"Jestem niewinny, wysoki sądzie" - oświadczył Hadżić, gdy sędzia przewodniczący ONZ-owskiego trybunału ds. zbrodni wojennych w dawnej Jugosławii, Guy Delvoie zwrócił się do niego z pytaniem, czy przyznaje się do winy. 53-letni Hadżić, ostatni z listy poszukiwanych przez trybunał haski, został aresztowany 20 lipca w Wojwodinie w Serbii. Ciążą na nim zarzuty zbrodni wojennych i zbrodni przeciwko ludzkości. Na razie nie wyznaczono daty rozpoczęcia procesu.

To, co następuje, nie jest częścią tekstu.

//! Convergence histories of iterative solvers, parsed from simulation logs and plotted.
//!
//! The crate reads the text logs written by the FCT, SSOR and ICC solver runs and turns
//! each run into a normalised residual trajectory. It offers tools to
//!
//! - describe trajectories (`history` module),
//! - split log lines into typed events (`grammar` module),
//! - build datasets in a single pass over a log (`parser` module),
//! - key chapters by configuration and contrast (`layout` module), and
//! - render a grid of log-scale plots with a shared legend (`plot` module).
//!
//! # Quick start
//!
//! ```no_run
//! use convhist::{FigureOptions, LogParser, ParseOptions, RhsScope};
//!
//! // Parse a single log, keeping `rhs=` values across chapters.
//! let parser = LogParser::new(ParseOptions::default().with_rhs_scope(RhsScope::Global));
//! let dataset = parser.parse_path("reports/balls-packed-icc.log").expect("readable log");
//! println!("{} chapters", dataset.len());
//!
//! // Or produce the full comparison figure.
//! let options = FigureOptions::default().with_output("figs/history.svg");
//! convhist::run(&options).expect("figure rendered");
//! ```

use std::path::PathBuf;

pub mod error;
pub mod grammar;
pub mod history;
pub mod layout;
pub mod options;
pub mod parser;
pub mod plot;

pub use error::{HistoryError, Result};
pub use history::{Chapter, Dataset, Sample, SampleKind};
pub use layout::{ChapterKey, GridLayout};
pub use options::{FigureOptions, ParseOptions, RhsScope, SolverSeries};
pub use parser::{parse, LogParser};

/// Parses every solver log named in `options` and renders the comparison figure.
///
/// Returns the path of the written figure. Any unreadable or malformed log aborts the
/// run before anything is drawn.
pub fn run(options: &FigureOptions) -> Result<PathBuf> {
    let parser = LogParser::new(options.parse);
    let mut series = Vec::with_capacity(options.solvers.len());
    for solver in &options.solvers {
        let dataset = parser.parse_path(&solver.log_path)?;
        series.push((solver.label.clone(), dataset));
    }

    plot::render(&series, &options.layout, &options.output, options.size)?;
    Ok(options.output.clone())
}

Hadżić jest oskarżony o śmierć setek chorwackich cywilów i deportację kilkudziesięciu tysięcy Chorwatów i innych nie-Serbów w czasie wojny w Chorwacji w latach 1991-1995, w tym o masakrę w szpitalu w Vukovarze, w której zginęło 250 ludzi, w większości Chorwatów. Hadżić był "prezydentem" Republiki Serbskiej Krajiny, regionu w Chorwacji, który w 1991 r. jednostronnie ogłosił niepodległość.

Zatrzymanie Hadżicia, który był ostatnim z listy 161 poszukiwanych przez haski trybunał, nastąpiło w dwa miesiące po aresztowaniu Ratko Mladicia i w trzy lata po zatrzymaniu Radovana Karadżicia - przywódców Serbów bośniackich z czasów wojny w Bośni i Hercegowinie (1992-1995). Ratko Mladić był w czasie wojny w Bośni i Hercegowinie (1992-95) dowódcą wojsk Serbów bośniackich, a Karadżić - ich przywódcą politycznym.

Podczas pierwszej rozprawy wstępnej 25 lipca były przywódca Serbów chorwackich odmówił zadeklarowania, czy przyznaje się do winy. Zgodnie z prawem, w takiej sytuacji oskarżony otrzymał dodatkowe 30 dni na złożenie deklaracji. Termin minął dzisiaj.